В это время музыка смолкла, и к Маше, расталкивая гостей, подбежала с гитарой в руках запыхавшаяся Валентина.
— Мария, пожалуйста... все просят, все присутствующие! — закричала подруга, веселая и радостная, все еще возбужденная танцами.
— Ну что ты выдумала? — еле слышно промолвила Маша, умоляюще взглянув на Валентину. — Перестань. Перестань, пожалуйста!
— Нет, не перестану! Девушки, все идите сюда! Просите! У Марии такой голос!
Валентина схватила за рукав тракториста и подтолкнула его к Маше:
— Проси, Саша!
— Я, право... Я и гитару не помню, когда брала в руки, — сказала Маша, прижимая к пылающим щекам ладони.
— На гитаре не играете, пожалуйста — на баяне можно. Любую песню играть могу, — заулыбался захмелевший Саберкязев. — А зачем отказываться? Нехорошо отказываться! Народ просит!
— Послушайте, варвары рода человеческого! — со смехом проговорил Трошин. — Ну что вы привязались к Марии Григорьевне? Возможно, она и на самом деле сейчас не может... Давайте-ка что-нибудь вместе споем, а?

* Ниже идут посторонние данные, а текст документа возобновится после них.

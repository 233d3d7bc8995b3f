//! The tagged plot specification format.
//!
//! A plot spec is a tree of `{ "type": <tag>, "args": <payload> }` nodes.
//! Deserialization is driven by serde's adjacently-tagged representation, so
//! an unknown tag is rejected with an explicit error instead of being decoded
//! reflectively. Specs stay serializable: persisted orders carry the spec and
//! rebuild the evaluatable [`Plot`] from it on every load.
//!
//! Point dates are plain strings, parsed by trying a fixed ordered list of
//! well-known textual formats until one succeeds. Dates without a zone are
//! interpreted as UTC.
//!
use chrono::{DateTime, NaiveDate, NaiveDateTime, Utc};
use serde::{Deserialize, Serialize};

use crate::follow::plot::{Line, LogLine, Plot, PlotError, Point};

// Zoneless date-time formats, tried in order. The first two are the formats
// TradingView and Binance render chart timestamps in.
const DATETIME_FORMATS: &[&str] = &[
    "%a %d %b'%y %H:%M",
    "%Y/%m/%d %H:%M",
    "%Y-%m-%d %H:%M:%S",
    "%Y-%m-%d %H:%M",
    "%Y-%m-%dT%H:%M:%S",
];

// Date-only formats, resolved to midnight UTC.
const DATE_FORMATS: &[&str] = &["%a %d %b'%y", "%Y-%m-%d"];

/// A serialized plot: one variant per recognized tag.
///
/// The wire representation is `{"type": <tag>, "args": {...}}`; an
/// unrecognized tag fails deserialization.
#[derive(Debug, Clone, PartialEq, Serialize, Deserialize)]
#[serde(tag = "type", content = "args")]
pub enum PlotSpec {
    #[serde(rename = "line")]
    Line { p0: PointSpec, p1: PointSpec },

    #[serde(rename = "line_log")]
    LineLog { p0: PointSpec, p1: PointSpec },

    #[serde(rename = "offset_absolute")]
    OffsetAbsolute { value: f64, plot: Box<PlotSpec> },

    #[serde(rename = "offset_percentage")]
    OffsetPercentage { value: f64, plot: Box<PlotSpec> },

    #[serde(rename = "limit")]
    Limit {
        #[serde(default)]
        since: Option<String>,
        #[serde(default)]
        until: Option<String>,
        plot: Box<PlotSpec>,
    },

    #[serde(rename = "min")]
    Min { plots: Vec<PlotSpec> },

    #[serde(rename = "max")]
    Max { plots: Vec<PlotSpec> },
}

/// A serialized time/price coordinate.
#[derive(Debug, Clone, PartialEq, Serialize, Deserialize)]
pub struct PointSpec {
    pub date: String,
    pub price: f64,
}

impl PointSpec {
    fn resolve(&self) -> Result<Point, PlotError> {
        Ok(Point::new(parse_date(&self.date)?, self.price))
    }
}

impl PlotSpec {
    /// Builds the evaluatable plot this spec describes.
    ///
    /// Recursive descent over the spec tree; constructor preconditions
    /// (distinct line dates, non-empty aggregations) and date strings are
    /// validated here.
    pub fn build(&self) -> Result<Plot, PlotError> {
        match self {
            PlotSpec::Line { p0, p1 } => Ok(Plot::Line(Line::new(p0.resolve()?, p1.resolve()?)?)),
            PlotSpec::LineLog { p0, p1 } => {
                Ok(Plot::LogLine(LogLine::new(p0.resolve()?, p1.resolve()?)?))
            }
            PlotSpec::OffsetAbsolute { value, plot } => {
                Ok(Plot::absolute_offset(plot.build()?, *value))
            }
            PlotSpec::OffsetPercentage { value, plot } => {
                Ok(Plot::percentage_offset(plot.build()?, *value))
            }
            PlotSpec::Limit { since, until, plot } => Ok(Plot::limit(
                plot.build()?,
                parse_bound(since.as_deref())?,
                parse_bound(until.as_deref())?,
            )),
            PlotSpec::Min { plots } => Plot::min(build_all(plots)?),
            PlotSpec::Max { plots } => Plot::max(build_all(plots)?),
        }
    }
}

fn build_all(specs: &[PlotSpec]) -> Result<Vec<Plot>, PlotError> {
    specs.iter().map(PlotSpec::build).collect()
}

/// An absent or empty time bound means "unbounded on that side".
fn parse_bound(s: Option<&str>) -> Result<Option<DateTime<Utc>>, PlotError> {
    match s {
        None | Some("") => Ok(None),
        Some(s) => Ok(Some(parse_date(s)?)),
    }
}

/// Parses a date string by trying the accepted formats in order.
///
/// Zoned formats (RFC 3339, RFC 2822) are tried first, then the zoneless
/// date-time formats as UTC, then the date-only formats as midnight UTC.
pub fn parse_date(s: &str) -> Result<DateTime<Utc>, PlotError> {
    if let Ok(dt) = DateTime::parse_from_rfc3339(s) {
        return Ok(dt.with_timezone(&Utc));
    }

    if let Ok(dt) = DateTime::parse_from_rfc2822(s) {
        return Ok(dt.with_timezone(&Utc));
    }

    for format in DATETIME_FORMATS {
        if let Ok(dt) = NaiveDateTime::parse_from_str(s, format) {
            return Ok(dt.and_utc());
        }
    }

    for format in DATE_FORMATS {
        if let Ok(d) = NaiveDate::parse_from_str(s, format) {
            return Ok(d.and_time(chrono::NaiveTime::MIN).and_utc());
        }
    }

    Err(PlotError::Invalid(format!(
        "unable to parse time string: {s}"
    )))
}
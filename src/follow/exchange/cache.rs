//! JSON file store for venue metadata.
//!
//! Adapters use this to persist documents like exchange-info snapshots
//! between runs, keyed by file name inside a configured directory.
//!
use std::marker::PhantomData;
use std::path::{Path, PathBuf};

use serde::de::DeserializeOwned;
use serde::Serialize;

use crate::follow::error::{FollowError, Result};

/// Stores values of `T` as JSON files under a directory.
///
/// The directory is created lazily on the first save; reads of missing files
/// surface the underlying `NotFound` error for callers to branch on.
pub struct FileStore<T> {
    dir: PathBuf,
    _marker: PhantomData<fn() -> T>,
}

impl<T> FileStore<T>
where
    T: Serialize + DeserializeOwned,
{
    pub fn new(dir: impl Into<PathBuf>) -> Result<Self> {
        let dir = dir.into();
        if dir.is_file() {
            return Err(FollowError::Internal(format!(
                "path {} already exists and is not a directory",
                dir.display()
            )));
        }
        Ok(Self {
            dir,
            _marker: PhantomData,
        })
    }

    pub fn exists(&self, name: &str) -> bool {
        self.path(name).is_file()
    }

    pub fn read(&self, name: &str) -> Result<T> {
        let bytes = std::fs::read(self.path(name))?;
        Ok(serde_json::from_slice(&bytes)?)
    }

    pub fn save(&self, name: &str, value: &T) -> Result<()> {
        std::fs::create_dir_all(&self.dir)?;
        let bytes = serde_json::to_vec(value)?;
        std::fs::write(self.path(name), bytes)?;
        Ok(())
    }

    fn path(&self, name: &str) -> PathBuf {
        Path::new(&self.dir).join(name)
    }
}
//! Follow module: plot-driven maintenance of live exchange orders.
//!
//! This module provides the plot algebra, the domain model, the per-follow
//! interval scheduler, the reconciliation engine, and the ports through which
//! the engine talks to the outside world (venue, store, webhook).
//!
//! # Submodules
//!
//! - `plot`: time → price curves (lines, log-lines, offsets, limits, min/max)
//!     and the tagged specification format they are parsed from.
//! - `model`: domain entities (pairs, orders, follows) and the ingress
//!     boundary documents.
//! - `ports`: async traits the engine is written against: `Exchange`,
//!     `Repository` and `Publisher`.
//! - `engine`: the follow service: interval alignment, the per-tick
//!     reconciler and the live-follow registry.
//! - `exchange`: venue adapters implementing the `Exchange` port.
//! - `publish`: one-shot webhook publisher implementing the `Publisher` port.
//! - `store`: in-memory `Repository` implementation.
//! - `error`: the crate-wide error type and result alias.
//!
pub mod engine;
pub mod error;
pub mod exchange;
pub mod model;
pub mod plot;
pub mod ports;
pub mod publish;
pub mod store;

— Все, все будем петь! — закричала чертежница.
— Споем по любимой песне каждого, — продолжал бурильщик, стараясь отвлечь от Маши всеобщее внимание. — Согласны? Тогда назовите кто-нибудь свою самую любимую... Или начнем лучше с хозяйки.
— Вот выдумал, — засмеялась Валентина. — Наоборот, гостям все внимание.
Но девушки окружили Семенову и наперебой стали просить, чтобы она назвала свою любимую песню.
— Я сегодня получила с фронта письмо... от Бориса Русина, — с волнением сказала Валентина. — Многие из вас, надеюсь, его помнят. Он техником на промысле работал.